The best forecasters in the forecasting tournaments tend to be much more granular. They distinguish not just three degrees of uncertainty, but often as many as 15 to 20. We have a quotation in the book from the chief risk officer of hedge fund AQR, Aaron Brown, who is also a world-class poker player. Aaron Brown said he could tell the difference between a great poker player and a talented amateur, because the great poker player knew the difference between the 60/40 bet and the 40/60 bet. And then he paused and said, “More like 55/45, 45/55. And sometimes more like 52/48, 48/52.”
Poker is an interesting case, because in poker people who have taken college statistics immediately recognize that the laws of statistics must apply. You’re randomly sampling from a well-defined universe, a deck of cards. You’re getting quick clear feedback on the correctness of your judgments. So poker is what we would call a learning-friendly environment, in which it’s easier to become more granular in your assessments of uncertainty.
The big question confronting people in business and in the investment world is: How granular is it possible to be in assessments of real-world events? It’s almost certainly not as possible as it is for great poker players to be granular in playing poker. But it’s also possible to be a lot more granular than yes, no, maybe. Between those two extremes is the question of how good is it possible to get in making judgments of real-world events of business interest?
Degree of Granularity Inside the Intelligence Community
The National Intelligence Council—which produces the National Intelligence Estimates that inform ultrasensitive decisions such as whether to invade Iraq or negotiate with Iran—asks its analysts to make judgments on a five- or seven-degree scale, as shown below. Though a big improvement over a three-setting dial of “yes,” “no” or “maybe,” it falls short of what the most committed superforecasters can achieve in terms of granularity on many questions.
University of Pennsylvania professor Barbara Mellers has shown that granularity predicts accuracy.
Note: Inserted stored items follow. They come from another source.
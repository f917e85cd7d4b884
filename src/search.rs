// Copyright (c) 2025-2026 Adrian Robinson. Licensed under the AGPL-3.0.
// See LICENSE file in the project root for full license text.

//! Top-level search request: scored query conditions plus unscored filters.

use std::time::Instant;

use serde::{Deserialize, Serialize};
use tracing::debug;

use crate::condition::{check_clauses, Condition};
use crate::error::Result;
use crate::metrics;
use crate::query::{BooleanQuery, Query};
use crate::schema::Schema;

/// A search request as received from callers.
///
/// `query` conditions contribute to relevance and become MUST clauses;
/// `filter` conditions only restrict the result set and become FILTER
/// clauses. An empty request matches every document.
///
/// ```
/// use search_conditions::{MatchCondition, RangeCondition, Schema, Search};
///
/// let schema = Schema::new().string("name").integer("age");
/// let search = Search::new()
///     .query(MatchCondition::new("name", "tom").unwrap())
///     .filter(RangeCondition::new("age").unwrap().lower(18).include_lower(true));
///
/// assert_eq!(search.compile(&schema).unwrap().to_string(), "+name:tom #age:[18 TO *}");
/// ```
#[derive(Debug, Clone, Default, PartialEq, Serialize, Deserialize)]
pub struct Search {
    #[serde(default, skip_serializing_if = "Vec::is_empty")]
    query: Vec<Condition>,
    #[serde(default, skip_serializing_if = "Vec::is_empty")]
    filter: Vec<Condition>,
}

impl Search {
    pub fn new() -> Self {
        Self::default()
    }

    pub fn query(mut self, condition: impl Into<Condition>) -> Self {
        self.query.push(condition.into());
        self
    }

    pub fn filter(mut self, condition: impl Into<Condition>) -> Self {
        self.filter.push(condition.into());
        self
    }

    pub fn query_conditions(&self) -> &[Condition] {
        &self.query
    }

    pub fn filter_conditions(&self) -> &[Condition] {
        &self.filter
    }

    pub fn is_empty(&self) -> bool {
        self.query.is_empty() && self.filter.is_empty()
    }

    #[tracing::instrument(skip(self, schema), fields(query = self.query.len(), filter = self.filter.len()))]
    pub fn compile(&self, schema: &Schema) -> Result<Query> {
        let start = Instant::now();
        match self.compile_clauses(schema) {
            Ok(query) => {
                metrics::record_compile("search", "success");
                metrics::record_compile_latency("search", start.elapsed());
                debug!(query = %query, "Compiled search");
                Ok(query)
            }
            Err(e) => {
                metrics::record_compile("search", "error");
                metrics::record_error("search", e.kind());
                debug!(error = %e, "Search compilation failed");
                Err(e)
            }
        }
    }

    fn compile_clauses(&self, schema: &Schema) -> Result<Query> {
        if self.is_empty() {
            return Ok(Query::MatchAll);
        }
        check_clauses(schema, self.query.len() + self.filter.len())?;

        let mut query = BooleanQuery::new();
        for condition in &self.query {
            query = query.must(condition.compile_boosted(schema)?);
        }
        for condition in &self.filter {
            query = query.filter(condition.compile_boosted(schema)?);
        }
        Ok(query.build())
    }
}

#[cfg(test)]
mod tests {
    use super::*;
    use crate::condition::{BooleanCondition, MatchCondition};
    use crate::config::IndexConfig;
    use crate::error::ConditionError;

    fn schema() -> Schema {
        Schema::new().string("name").integer("age")
    }

    fn name(value: &str) -> MatchCondition {
        MatchCondition::new("name", value).unwrap()
    }

    #[test]
    fn test_empty_search_matches_all() {
        let search = Search::new();
        assert!(search.is_empty());
        assert_eq!(search.compile(&schema()).unwrap(), Query::MatchAll);
    }

    #[test]
    fn test_query_is_must_filter_is_filter() {
        let query = Search::new()
            .query(name("a"))
            .filter(name("b"))
            .compile(&schema())
            .unwrap();
        let expected = BooleanQuery::new()
            .must(Query::term("name", "a"))
            .filter(Query::term("name", "b"))
            .build();
        assert_eq!(query, expected);
    }

    #[test]
    fn test_filter_only_search() {
        let query = Search::new().filter(name("b")).compile(&schema()).unwrap();
        assert_eq!(query.to_string(), "#name:b");
    }

    #[test]
    fn test_nested_errors_propagate() {
        let err = Search::new()
            .filter(BooleanCondition::new().must(MatchCondition::new("nope", "x").unwrap()))
            .compile(&schema())
            .unwrap_err();
        assert_eq!(err, ConditionError::missing_field("nope"));
    }

    #[test]
    fn test_clause_limit() {
        let schema = Schema::with_config(IndexConfig {
            max_boolean_clauses: 1,
            ..IndexConfig::default()
        })
        .string("name");
        let search = Search::new().query(name("a")).filter(name("b"));
        assert!(search.compile(&schema).is_err());
    }

    #[test]
    fn test_serde_roundtrip() {
        let json = r#"{
            "query": [{"type": "match", "field": "name", "value": "tom"}],
            "filter": [{"type": "range", "field": "age", "lower": 18, "include_lower": true}]
        }"#;
        let search: Search = serde_json::from_str(json).unwrap();
        assert_eq!(search.query_conditions().len(), 1);
        assert_eq!(search.filter_conditions().len(), 1);
        assert_eq!(
            search.compile(&schema()).unwrap().to_string(),
            "+name:tom #age:[18 TO *}"
        );
    }
}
The average forecaster who puts measures of probability into groups of 10-point degrees of separation (e.g., 20%, 30%, 40%) is less accurate than the fine-grained forecaster who uses five-point degrees of separation (e.g., 20%, 25%, 30%) and still less accurate than the even the finer-grained forecaster who uses one-point degrees of separation (e.g., 20%, 21%, 22%).
Source: “Superforecasting: The Art and Science of Prediction,” by Philip Tetlock and Dan Gardner (Crown Publishers, 2015).
CR: It did seem, though, that the superforecasters tend to be a lot more granular than other people. If I read the book correctly, it seems like the accuracy goes up with the granularity.
PT: Both of those propositions are correct. The key to finding out how granular you can get is to keep forecasting and receive regular feedback, as the superforecasters did at the Good Judgment Project and continue to do at the commercial spinoff, Good Judgment Inc.
CR: What is it about the granularity that increases the accuracy of the forecast?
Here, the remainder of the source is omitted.